Citigroup and BoA climb on hopes of more US capital
NEW YORK (Bloomberg) — Citigroup Inc. and Bank of America Corp., two of the three biggest US banks, climbed in New York trading after regulators said they may give lenders more capital to revive the banking system.
Citigroup rose 19 cents, or 9.7 percent, to $2.14 in New York Stock Exchange composite trading. The New York- based bank slumped 44 percent last week on concern it would be taken over by the government, wiping out shareholders. Charlotte, North Carolina-based Bank of America advanced 12 cents, or 3.2 percent, to $3.91, after falling 32 percent last week.
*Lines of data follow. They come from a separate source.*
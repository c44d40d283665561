// SPDX-License-Identifier: BUSL-1.1
// Copyright (c) 2026 Alfred Jean LLC

//! The fixed research topic catalog.
//!
//! Every company is researched against the same ordered list of questions.
//! Topics are addressed by a 1-based index that also appears in artifact
//! file names.

use serde::{Deserialize, Serialize};
use thiserror::Error;

/// Research questions, in run order
pub const TOPICS: [&str; 5] = [
    "事業の全体像",
    "外部環境と市場評価",
    "競争優位と差別化要因",
    "直近のニュース取得",
    "世間の評価",
];

/// Number of topics in the catalog
pub const TOPIC_COUNT: usize = TOPICS.len();

#[derive(Debug, Clone, PartialEq, Eq, Error)]
pub enum TopicError {
    #[error("topic index {0} out of range (expected 1..={TOPIC_COUNT})")]
    OutOfRange(u32),

    #[error("topic index '{0}' is not a number")]
    NotANumber(String),
}

/// 1-based position in [`TOPICS`]
#[derive(Debug, Clone, Copy, PartialEq, Eq, Hash, PartialOrd, Ord, Serialize, Deserialize)]
#[serde(try_from = "u32", into = "u32")]
pub struct TopicIndex(u8);

impl TopicIndex {
    pub fn new(index: u32) -> Result<Self, TopicError> {
        if (1..=TOPIC_COUNT as u32).contains(&index) {
            Ok(Self(index as u8))
        } else {
            Err(TopicError::OutOfRange(index))
        }
    }

    /// All topic indices in run order
    pub fn all() -> impl Iterator<Item = TopicIndex> {
        (1..=TOPIC_COUNT as u8).map(TopicIndex)
    }

    pub fn get(self) -> u32 {
        u32::from(self.0)
    }

    /// The question sent to the research workflow for this topic
    pub fn title(self) -> &'static str {
        TOPICS[usize::from(self.0) - 1]
    }
}

impl std::fmt::Display for TopicIndex {
    fn fmt(&self, f: &mut std::fmt::Formatter<'_>) -> std::fmt::Result {
        write!(f, "{}", self.0)
    }
}

impl TryFrom<u32> for TopicIndex {
    type Error = TopicError;

    fn try_from(value: u32) -> Result<Self, Self::Error> {
        Self::new(value)
    }
}

impl From<TopicIndex> for u32 {
    fn from(index: TopicIndex) -> Self {
        index.get()
    }
}

impl std::str::FromStr for TopicIndex {
    type Err = TopicError;

    fn from_str(s: &str) -> Result<Self, Self::Err> {
        let s = s.trim();
        let n = s.parse::<u32>().map_err(|_| TopicError::NotANumber(s.to_string()))?;
        Self::new(n)
    }
}

#[cfg(test)]
#[path = "topic_tests.rs"]
mod tests;
// SPDX-License-Identifier: BUSL-1.1
// Copyright (c) 2026 Alfred Jean LLC

//! Starting and stopping the background daemon.

use std::path::{Path, PathBuf};
use std::process::Stdio;
use std::time::Duration;

use rd_daemon::Config;
use rd_wire::ProtocolError;
use tokio::io::{AsyncBufReadExt, BufReader};
use tokio::process::Command;

use crate::client::{ClientError, DaemonClient};

/// How long a fresh daemon gets to print READY
const START_TIMEOUT: Duration = Duration::from_secs(10);
/// How long `stop` waits for the socket to disappear
const STOP_TIMEOUT: Duration = Duration::from_secs(5);
const POLL_INTERVAL: Duration = Duration::from_millis(50);

/// Locate `rdd`: RD_DAEMON_BINARY > sibling of this executable > PATH
pub fn find_rdd_binary() -> PathBuf {
    if let Some(path) = std::env::var_os("RD_DAEMON_BINARY").filter(|p| !p.is_empty()) {
        return PathBuf::from(path);
    }
    let sibling =
        std::env::current_exe().ok().and_then(|exe| exe.parent().map(|dir| dir.join("rdd")));
    match sibling {
        Some(path) if path.exists() => path,
        _ => PathBuf::from("rdd"),
    }
}

/// Connect to a running daemon, starting one in the background if needed
pub async fn connect_or_start() -> Result<DaemonClient, ClientError> {
    match DaemonClient::connect() {
        Ok(client) => match client.ping().await {
            Ok(()) => return Ok(client),
            Err(e) if !e.is_not_running() => return Err(e),
            Err(_) => {}
        },
        Err(e) if !e.is_not_running() => return Err(e),
        Err(_) => {}
    }
    start_daemon().await
}

/// Spawn `rdd` detached and wait for it to report READY
pub async fn start_daemon() -> Result<DaemonClient, ClientError> {
    let config = Config::load()?;
    let binary = find_rdd_binary();
    let mut child = Command::new(&binary)
        .stdin(Stdio::null())
        .stdout(Stdio::piped())
        .stderr(Stdio::null())
        .process_group(0)
        .spawn()
        .map_err(|e| ClientError::StartFailed(format!("{}: {}", binary.display(), e)))?;

    let Some(stdout) = child.stdout.take() else {
        return Err(ClientError::StartFailed("daemon stdout unavailable".to_string()));
    };
    let mut lines = BufReader::new(stdout).lines();
    let ready = tokio::time::timeout(START_TIMEOUT, async {
        while let Ok(Some(line)) = lines.next_line().await {
            if line.trim() == "READY" {
                return true;
            }
        }
        false
    })
    .await;

    match ready {
        Ok(true) => Ok(DaemonClient::new(config.socket_path)),
        Ok(false) => Err(ClientError::StartFailed(format!(
            "daemon exited during startup, see logs in {}",
            config.logs_path.display()
        ))),
        Err(_) => Err(ClientError::StartFailed(format!(
            "daemon not ready after {}s",
            START_TIMEOUT.as_secs()
        ))),
    }
}

/// Ask the daemon to stop. Returns `false` if it was not running.
pub async fn daemon_stop() -> Result<bool, ClientError> {
    let client = match DaemonClient::connect() {
        Ok(client) => client,
        Err(e) if e.is_not_running() => return Ok(false),
        Err(e) => return Err(e),
    };

    match client.shutdown().await {
        Ok(()) => {}
        Err(ClientError::NotRunning) => return Ok(false),
        // The daemon may exit before the response is flushed
        Err(ClientError::Protocol(ProtocolError::ConnectionClosed)) => {}
        Err(e) => return Err(e),
    }

    wait_for_removal(client.socket_path(), STOP_TIMEOUT).await;
    Ok(true)
}

/// Poll until `path` is gone or `timeout` passes; returns whether it is gone
pub(crate) async fn wait_for_removal(path: &Path, timeout: Duration) -> bool {
    let deadline = tokio::time::Instant::now() + timeout;
    while path.exists() {
        if tokio::time::Instant::now() >= deadline {
            return false;
        }
        tokio::time::sleep(POLL_INTERVAL).await;
    }
    true
}
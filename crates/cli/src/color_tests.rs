// SPDX-License-Identifier: BUSL-1.1
// Copyright (c) 2026 Alfred Jean LLC

use super::*;
use serial_test::serial;

#[test]
#[serial]
fn styles_returns_plain_when_no_color() {
    std::env::set_var("NO_COLOR", "1");
    std::env::remove_var("COLOR");

    assert_eq!(
        format!("{:?}", styles()),
        format!("{:?}", clap::builder::styling::Styles::plain())
    );
    std::env::remove_var("NO_COLOR");
}

#[test]
#[serial]
fn header_produces_ansi_when_color_forced() {
    std::env::set_var("COLOR", "1");
    std::env::remove_var("NO_COLOR");

    let result = header("foo");
    assert!(result.contains("\x1b[38;5;74m"), "expected ANSI header color");
    assert!(result.contains("foo"));
    assert!(result.ends_with("\x1b[0m"), "expected ANSI reset");
    std::env::remove_var("COLOR");
}

#[test]
#[serial]
fn no_color_wins_over_color() {
    std::env::set_var("COLOR", "1");
    std::env::set_var("NO_COLOR", "1");

    assert_eq!(muted("plain"), "plain");
    assert_eq!(job_state(JobState::Running), "running");

    std::env::remove_var("COLOR");
    std::env::remove_var("NO_COLOR");
}

#[test]
#[serial]
fn job_states_use_distinct_colors() {
    std::env::set_var("COLOR", "1");
    std::env::remove_var("NO_COLOR");

    let running = job_state(JobState::Running);
    let completed = job_state(JobState::Completed);
    assert!(running.contains(&format!("38;5;{}m", codes::RUNNING)));
    assert!(completed.contains(&format!("38;5;{}m", codes::DONE)));
    std::env::remove_var("COLOR");
}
The US Treasury and other regulators said their "strong presumption" was that major banks would remain in private hands. They pledged to inject more funds if needed and will begin examinations this week to determine if companies have enough capital. Banks that need more money after the so-called stress tests that can't raise it from private investors will be able to tap additional taxpayer funds, the regulators said.
"It's good news that the bank likely won't be 100 percent nationalised," said John Haynes, senior US equity strategist at Rensburg Sheppards Plc in London. "It's a relief even if only 20 percent remains out of government hands."
Citigroup, the nation's third-largest bank, and Bank of America, No. 1 by assets, have each received $45 billion in federal bailout money.
Citigroup is in discussions with US officials about an increase in the government's ownership, the Wall Street Journal reported earlier yesterday, citing people familiar with the situation. The government may end up owning as much as 40 percent of Citigroup's common stock, while the bank's executives would prefer the stake to be closer to 25 percent, the Journal said. Citigroup spokesman Jon Diat declined to comment.
Citigroup proposed to its regulators that the government convert a large portion of its preferred shares into common stock in a transaction that wouldn¿t cost taxpayers more money, the Wall Street Journal reported.
"What's been proposed here is helpful today, but not particularly helpful going forward," said Gary Townsend, a former bank analyst who is president of Hill-Townsend Capital LLC in Chevy Chase, Maryland. "There's not a lot of appetite to go in the direction, at least immediately, of forcing a cram-down of preferreds to the common level anywhere at any bank."
Banks may have to be nationalised for "a short time" to help lenders such as Citigroup and Bank of America survive the worst economic slump in 75 years, Senate Banking Committee Chairman Christopher Dodd said last Friday.